RECORD EXCERPTS:
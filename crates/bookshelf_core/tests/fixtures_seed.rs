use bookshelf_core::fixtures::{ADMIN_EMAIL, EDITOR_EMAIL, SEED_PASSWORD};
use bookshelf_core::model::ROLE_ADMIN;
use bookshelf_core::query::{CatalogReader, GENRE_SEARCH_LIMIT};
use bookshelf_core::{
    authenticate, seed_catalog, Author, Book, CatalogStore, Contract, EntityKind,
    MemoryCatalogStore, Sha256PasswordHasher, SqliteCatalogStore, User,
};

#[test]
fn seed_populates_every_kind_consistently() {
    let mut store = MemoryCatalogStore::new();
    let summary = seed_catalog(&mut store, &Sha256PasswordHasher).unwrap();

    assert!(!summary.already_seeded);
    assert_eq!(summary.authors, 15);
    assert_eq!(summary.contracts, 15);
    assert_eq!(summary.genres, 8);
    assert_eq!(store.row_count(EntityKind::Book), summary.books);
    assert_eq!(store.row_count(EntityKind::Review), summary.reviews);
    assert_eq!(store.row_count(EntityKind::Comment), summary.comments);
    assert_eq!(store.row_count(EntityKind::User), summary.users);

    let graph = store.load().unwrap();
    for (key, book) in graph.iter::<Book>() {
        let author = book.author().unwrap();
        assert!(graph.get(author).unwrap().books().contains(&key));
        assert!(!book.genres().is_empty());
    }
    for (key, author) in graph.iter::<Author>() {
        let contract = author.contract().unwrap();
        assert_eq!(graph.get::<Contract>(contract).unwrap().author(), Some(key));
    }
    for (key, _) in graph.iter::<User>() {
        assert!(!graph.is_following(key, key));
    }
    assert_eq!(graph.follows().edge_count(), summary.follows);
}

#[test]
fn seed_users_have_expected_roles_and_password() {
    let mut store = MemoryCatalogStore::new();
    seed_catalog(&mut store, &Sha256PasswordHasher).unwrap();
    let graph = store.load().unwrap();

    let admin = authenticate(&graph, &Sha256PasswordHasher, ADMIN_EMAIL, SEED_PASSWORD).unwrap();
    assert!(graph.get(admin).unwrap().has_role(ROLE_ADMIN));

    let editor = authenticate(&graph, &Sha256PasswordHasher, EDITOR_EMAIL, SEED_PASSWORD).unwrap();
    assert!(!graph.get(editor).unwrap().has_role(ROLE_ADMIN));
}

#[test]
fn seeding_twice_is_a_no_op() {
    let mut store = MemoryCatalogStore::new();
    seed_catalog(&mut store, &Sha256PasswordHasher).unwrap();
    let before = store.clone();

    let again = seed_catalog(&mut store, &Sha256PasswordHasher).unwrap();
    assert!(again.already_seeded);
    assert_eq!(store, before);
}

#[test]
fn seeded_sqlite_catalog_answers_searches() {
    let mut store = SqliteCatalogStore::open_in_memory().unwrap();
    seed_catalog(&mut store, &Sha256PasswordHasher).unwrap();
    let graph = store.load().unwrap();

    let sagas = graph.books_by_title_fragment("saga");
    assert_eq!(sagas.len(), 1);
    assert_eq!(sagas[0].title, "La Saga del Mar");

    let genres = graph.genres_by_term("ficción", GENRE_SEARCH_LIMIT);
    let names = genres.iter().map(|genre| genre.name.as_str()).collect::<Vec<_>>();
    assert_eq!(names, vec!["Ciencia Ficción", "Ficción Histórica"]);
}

...

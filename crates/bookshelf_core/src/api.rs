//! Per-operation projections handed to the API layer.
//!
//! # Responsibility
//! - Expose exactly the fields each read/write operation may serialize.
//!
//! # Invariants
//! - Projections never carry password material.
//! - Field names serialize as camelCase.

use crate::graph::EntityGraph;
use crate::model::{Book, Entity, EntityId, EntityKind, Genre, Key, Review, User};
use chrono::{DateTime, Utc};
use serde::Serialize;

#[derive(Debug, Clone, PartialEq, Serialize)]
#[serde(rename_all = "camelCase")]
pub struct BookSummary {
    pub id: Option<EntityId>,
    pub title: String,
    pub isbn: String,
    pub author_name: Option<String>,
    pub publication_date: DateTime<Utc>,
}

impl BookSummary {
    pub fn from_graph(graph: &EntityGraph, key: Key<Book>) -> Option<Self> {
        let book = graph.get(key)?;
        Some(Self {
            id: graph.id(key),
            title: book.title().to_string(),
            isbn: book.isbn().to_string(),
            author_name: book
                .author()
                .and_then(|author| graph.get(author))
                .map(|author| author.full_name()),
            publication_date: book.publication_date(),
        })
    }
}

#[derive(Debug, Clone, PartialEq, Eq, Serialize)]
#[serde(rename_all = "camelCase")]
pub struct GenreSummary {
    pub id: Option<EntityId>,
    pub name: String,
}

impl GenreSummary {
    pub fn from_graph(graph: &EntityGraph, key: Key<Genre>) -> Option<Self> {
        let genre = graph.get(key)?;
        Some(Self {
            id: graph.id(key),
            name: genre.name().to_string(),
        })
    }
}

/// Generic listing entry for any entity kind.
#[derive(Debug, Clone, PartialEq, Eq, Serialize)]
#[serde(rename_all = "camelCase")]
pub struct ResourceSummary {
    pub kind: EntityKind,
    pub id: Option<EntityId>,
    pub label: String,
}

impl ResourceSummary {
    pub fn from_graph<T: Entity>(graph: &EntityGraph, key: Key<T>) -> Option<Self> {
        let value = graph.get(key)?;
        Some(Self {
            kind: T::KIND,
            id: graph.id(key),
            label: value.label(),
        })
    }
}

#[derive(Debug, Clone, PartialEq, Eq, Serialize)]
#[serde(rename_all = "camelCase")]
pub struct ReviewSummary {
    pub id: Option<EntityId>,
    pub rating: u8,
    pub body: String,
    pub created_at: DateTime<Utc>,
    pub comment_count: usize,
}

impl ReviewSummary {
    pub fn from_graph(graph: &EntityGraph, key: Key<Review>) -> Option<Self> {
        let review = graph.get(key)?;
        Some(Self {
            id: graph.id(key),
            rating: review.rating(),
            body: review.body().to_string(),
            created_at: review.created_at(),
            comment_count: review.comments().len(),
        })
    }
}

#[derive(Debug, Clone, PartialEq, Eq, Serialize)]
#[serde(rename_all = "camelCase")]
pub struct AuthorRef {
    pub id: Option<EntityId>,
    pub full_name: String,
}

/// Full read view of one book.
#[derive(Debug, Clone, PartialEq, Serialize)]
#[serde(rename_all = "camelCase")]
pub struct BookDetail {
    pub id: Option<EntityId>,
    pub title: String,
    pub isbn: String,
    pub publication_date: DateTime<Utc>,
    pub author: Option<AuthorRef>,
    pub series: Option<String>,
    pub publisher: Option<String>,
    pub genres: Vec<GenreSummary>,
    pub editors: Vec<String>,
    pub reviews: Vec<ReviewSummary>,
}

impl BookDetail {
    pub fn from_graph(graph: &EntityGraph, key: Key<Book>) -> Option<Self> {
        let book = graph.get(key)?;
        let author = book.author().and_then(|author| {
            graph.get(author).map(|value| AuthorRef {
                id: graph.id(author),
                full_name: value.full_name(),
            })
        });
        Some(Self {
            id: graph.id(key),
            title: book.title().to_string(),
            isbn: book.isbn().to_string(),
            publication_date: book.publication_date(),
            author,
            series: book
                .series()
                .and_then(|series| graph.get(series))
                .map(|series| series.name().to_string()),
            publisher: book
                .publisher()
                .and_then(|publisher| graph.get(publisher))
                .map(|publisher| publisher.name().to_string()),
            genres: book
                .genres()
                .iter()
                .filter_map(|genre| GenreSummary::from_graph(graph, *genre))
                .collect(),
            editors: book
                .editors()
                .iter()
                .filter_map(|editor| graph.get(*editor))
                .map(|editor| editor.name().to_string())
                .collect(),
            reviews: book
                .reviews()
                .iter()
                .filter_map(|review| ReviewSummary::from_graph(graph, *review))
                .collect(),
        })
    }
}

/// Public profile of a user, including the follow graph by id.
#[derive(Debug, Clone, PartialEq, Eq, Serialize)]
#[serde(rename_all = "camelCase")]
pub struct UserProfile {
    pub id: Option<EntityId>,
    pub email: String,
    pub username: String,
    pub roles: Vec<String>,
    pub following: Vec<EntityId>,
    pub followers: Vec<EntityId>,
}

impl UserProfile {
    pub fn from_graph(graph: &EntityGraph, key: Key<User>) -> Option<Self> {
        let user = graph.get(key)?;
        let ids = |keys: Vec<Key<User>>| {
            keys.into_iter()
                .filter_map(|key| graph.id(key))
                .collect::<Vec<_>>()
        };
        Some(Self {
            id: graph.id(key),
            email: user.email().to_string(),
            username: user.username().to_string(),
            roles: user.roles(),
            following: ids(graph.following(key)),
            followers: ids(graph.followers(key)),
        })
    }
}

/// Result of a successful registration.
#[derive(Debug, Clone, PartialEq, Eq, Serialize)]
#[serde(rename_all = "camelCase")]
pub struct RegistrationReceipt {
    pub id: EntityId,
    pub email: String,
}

AIM OF THE TASK:
Quote the data above from the line containing "filename crates/bookshelf_core/tests/fixtures_seed.rs" to the line containing "for (key, author)", inclusive, and stop.

EXERCISE RESULT:
filename crates/bookshelf_core/tests/fixtures_seed.rs
use bookshelf_core::fixtures::{ADMIN_EMAIL, EDITOR_EMAIL, SEED_PASSWORD};
use bookshelf_core::model::ROLE_ADMIN;
use bookshelf_core::query::{CatalogReader, GENRE_SEARCH_LIMIT};
use bookshelf_core::{
    authenticate, seed_catalog, Author, Book, CatalogStore, Contract, EntityKind,
    MemoryCatalogStore, Sha256PasswordHasher, SqliteCatalogStore, User,
};

#[test]
fn seed_populates_every_kind_consistently() {
    let mut store = MemoryCatalogStore::new();
    let summary = seed_catalog(&mut store, &Sha256PasswordHasher).unwrap();

    assert!(!summary.already_seeded);
    assert_eq!(summary.authors, 15);
    assert_eq!(summary.contracts, 15);
    assert_eq!(summary.genres, 8);
    assert_eq!(store.row_count(EntityKind::Book), summary.books);
    assert_eq!(store.row_count(EntityKind::Review), summary.reviews);
    assert_eq!(store.row_count(EntityKind::Comment), summary.comments);
    assert_eq!(store.row_count(EntityKind::User), summary.users);

    let graph = store.load().unwrap();
    for (key, book) in graph.iter::<Book>() {
        let author = book.author().unwrap();
        assert!(graph.get(author).unwrap().books().contains(&key));
        assert!(!book.genres().is_empty());
    }
    for (key, author) in graph.iter::<Author>() {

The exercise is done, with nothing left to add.